WORK REQUEST :: Write the data out again so that it matches word for word.

RECORDS TO USE ::
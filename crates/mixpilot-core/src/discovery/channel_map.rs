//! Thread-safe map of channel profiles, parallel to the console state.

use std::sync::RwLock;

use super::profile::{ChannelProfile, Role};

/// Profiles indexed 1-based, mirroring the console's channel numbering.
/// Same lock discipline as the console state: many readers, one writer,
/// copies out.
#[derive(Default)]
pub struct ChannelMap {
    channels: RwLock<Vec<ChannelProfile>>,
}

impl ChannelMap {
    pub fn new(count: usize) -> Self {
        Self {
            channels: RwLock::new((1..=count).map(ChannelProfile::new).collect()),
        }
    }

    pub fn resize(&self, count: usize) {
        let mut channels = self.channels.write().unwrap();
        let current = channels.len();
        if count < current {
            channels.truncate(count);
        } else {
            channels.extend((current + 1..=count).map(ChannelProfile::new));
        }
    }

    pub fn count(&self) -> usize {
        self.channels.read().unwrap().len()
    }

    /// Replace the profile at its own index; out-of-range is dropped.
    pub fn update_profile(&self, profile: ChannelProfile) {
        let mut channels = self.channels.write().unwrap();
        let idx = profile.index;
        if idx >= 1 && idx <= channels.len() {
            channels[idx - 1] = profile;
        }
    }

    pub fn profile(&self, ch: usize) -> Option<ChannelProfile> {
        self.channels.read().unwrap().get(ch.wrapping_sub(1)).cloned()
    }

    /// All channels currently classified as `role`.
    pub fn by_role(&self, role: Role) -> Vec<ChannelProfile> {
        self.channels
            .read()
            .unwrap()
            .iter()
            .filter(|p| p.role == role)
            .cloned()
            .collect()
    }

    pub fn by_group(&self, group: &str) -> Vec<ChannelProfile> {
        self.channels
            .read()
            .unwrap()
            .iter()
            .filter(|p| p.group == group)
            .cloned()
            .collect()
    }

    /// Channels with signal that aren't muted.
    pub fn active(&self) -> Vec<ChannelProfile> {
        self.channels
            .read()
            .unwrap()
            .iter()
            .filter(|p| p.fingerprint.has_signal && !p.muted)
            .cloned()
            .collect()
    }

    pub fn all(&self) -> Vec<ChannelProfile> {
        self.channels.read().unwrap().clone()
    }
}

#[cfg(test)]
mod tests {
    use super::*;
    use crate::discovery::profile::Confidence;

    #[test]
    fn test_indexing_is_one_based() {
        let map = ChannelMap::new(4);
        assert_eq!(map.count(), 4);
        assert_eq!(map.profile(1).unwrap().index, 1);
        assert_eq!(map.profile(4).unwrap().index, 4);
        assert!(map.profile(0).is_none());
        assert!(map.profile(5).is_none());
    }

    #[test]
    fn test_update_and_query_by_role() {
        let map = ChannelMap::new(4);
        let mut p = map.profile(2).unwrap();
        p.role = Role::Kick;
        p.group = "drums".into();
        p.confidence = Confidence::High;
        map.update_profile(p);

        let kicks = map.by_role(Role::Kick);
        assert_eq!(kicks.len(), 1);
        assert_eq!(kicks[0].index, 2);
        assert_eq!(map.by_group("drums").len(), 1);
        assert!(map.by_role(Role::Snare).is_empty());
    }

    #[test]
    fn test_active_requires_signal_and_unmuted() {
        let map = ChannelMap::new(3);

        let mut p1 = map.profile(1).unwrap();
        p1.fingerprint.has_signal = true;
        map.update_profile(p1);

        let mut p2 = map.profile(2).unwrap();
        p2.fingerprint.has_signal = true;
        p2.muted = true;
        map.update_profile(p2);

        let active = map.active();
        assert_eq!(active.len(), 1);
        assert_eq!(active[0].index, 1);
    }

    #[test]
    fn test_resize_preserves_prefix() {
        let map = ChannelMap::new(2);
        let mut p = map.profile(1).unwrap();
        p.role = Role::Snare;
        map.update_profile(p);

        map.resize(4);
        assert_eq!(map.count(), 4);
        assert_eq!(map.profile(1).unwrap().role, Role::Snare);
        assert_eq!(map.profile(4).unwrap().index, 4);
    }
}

PROBLEM SOLUTION ::
filename crates/mixpilot-core/src/discovery/channel_map.rs
//! Thread-safe map of channel profiles, parallel to the console state.

use std::sync::RwLock;

use super::profile::{ChannelProfile, Role};

/// Profiles indexed 1-based, mirroring the console's channel numbering.
/// Same lock discipline as the console state: many readers, one writer,
/// copies out.
#[derive(Default)]
pub struct ChannelMap {
    channels: RwLock<Vec<ChannelProfile>>,
}

impl ChannelMap {
    pub fn new(count: usize) -> Self {
        Self {
            channels: RwLock::new((1..=count).map(ChannelProfile::new).collect()),
        }
    }

    pub fn resize(&self, count: usize) {
        let mut channels = self.channels.write().unwrap();
        let current = channels.len();
        if count < current {
            channels.truncate(count);
        } else {
            channels.extend((current + 1..=count).map(ChannelProfile::new));
        }
    }

    pub fn count(&self) -> usize {
        self.channels.read().unwrap().len()
    }

    /// Replace the profile at its own index; out-of-range is dropped.
    pub fn update_profile(&self, profile: ChannelProfile) {
        let mut channels = self.channels.write().unwrap();
        let idx = profile.index;
        if idx >= 1 && idx <= channels.len() {
            channels[idx - 1] = profile;
        }
    }

    pub fn profile(&self, ch: usize) -> Option<ChannelProfile> {
        self.channels.read().unwrap().get(ch.wrapping_sub(1)).cloned()
    }

    /// All channels currently classified as `role`.
    pub fn by_role(&self, role: Role) -> Vec<ChannelProfile> {
        self.channels
            .read()
            .unwrap()
            .iter()
            .filter(|p| p.role == role)
            .cloned()
            .collect()
    }

    pub fn by_group(&self, group: &str) -> Vec<ChannelProfile> {
        self.channels
            .read()
            .unwrap()
            .iter()
            .filter(|p| p.group == group)
            .cloned()
            .collect()
    }

    /// Channels with signal that aren't muted.
    pub fn active(&self) -> Vec<ChannelProfile> {
        self.channels
            .read()
            .unwrap()
            .iter()
            .filter(|p| p.fingerprint.has_signal && !p.muted)
            .cloned()
            .collect()
    }

    pub fn all(&self) -> Vec<ChannelProfile> {
        self.channels.read().unwrap().clone()
    }
}

#[cfg(test)]
mod tests {
    use super::*;
    use crate::discovery::profile::Confidence;

    #[test]
    fn test_indexing_is_one_based() {
        let map = ChannelMap::new(4);
        assert_eq!(map.count(), 4);
        assert_eq!(map.profile(1).unwrap().index, 1);
        assert_eq!(map.profile(4).unwrap().index, 4);
        assert!(map.profile(0).is_none());
        assert!(map.profile(5).is_none());
    }

    #[test]
    fn test_update_and_query_by_role() {
        let map = ChannelMap::new(4);
        let mut p = map.profile(2).unwrap();
        p.role = Role::Kick;
        p.group = "drums".into();
        p.confidence = Confidence::High;
        map.update_profile(p);

        let kicks = map.by_role(Role::Kick);
        assert_eq!(kicks.len(), 1);
        assert_eq!(kicks[0].index, 2);
        assert_eq!(map.by_group("drums").len(), 1);
        assert!(map.by_role(Role::Snare).is_empty());
    }

    #[test]
    fn test_active_requires_signal_and_unmuted() {
        let map = ChannelMap::new(3);

        let mut p1 = map.profile(1).unwrap();
        p1.fingerprint.has_signal = true;
        map.update_profile(p1);

        let mut p2 = map.profile(2).unwrap();
        p2.fingerprint.has_signal = true;
        p2.muted = true;
        map.update_profile(p2);

        let active = map.active();
        assert_eq!(active.len(), 1);
        assert_eq!(active[0].index, 1);
    }

    #[test]
    fn test_resize_preserves_prefix() {
        let map = ChannelMap::new(2);
        let mut p = map.profile(1).unwrap();
        p.role = Role::Snare;
        map.update_profile(p);

        map.resize(4);
        assert_eq!(map.count(), 4);
        assert_eq!(map.profile(1).unwrap().role, Role::Snare);
        assert_eq!(map.profile(4).unwrap().index, 4);
    }
}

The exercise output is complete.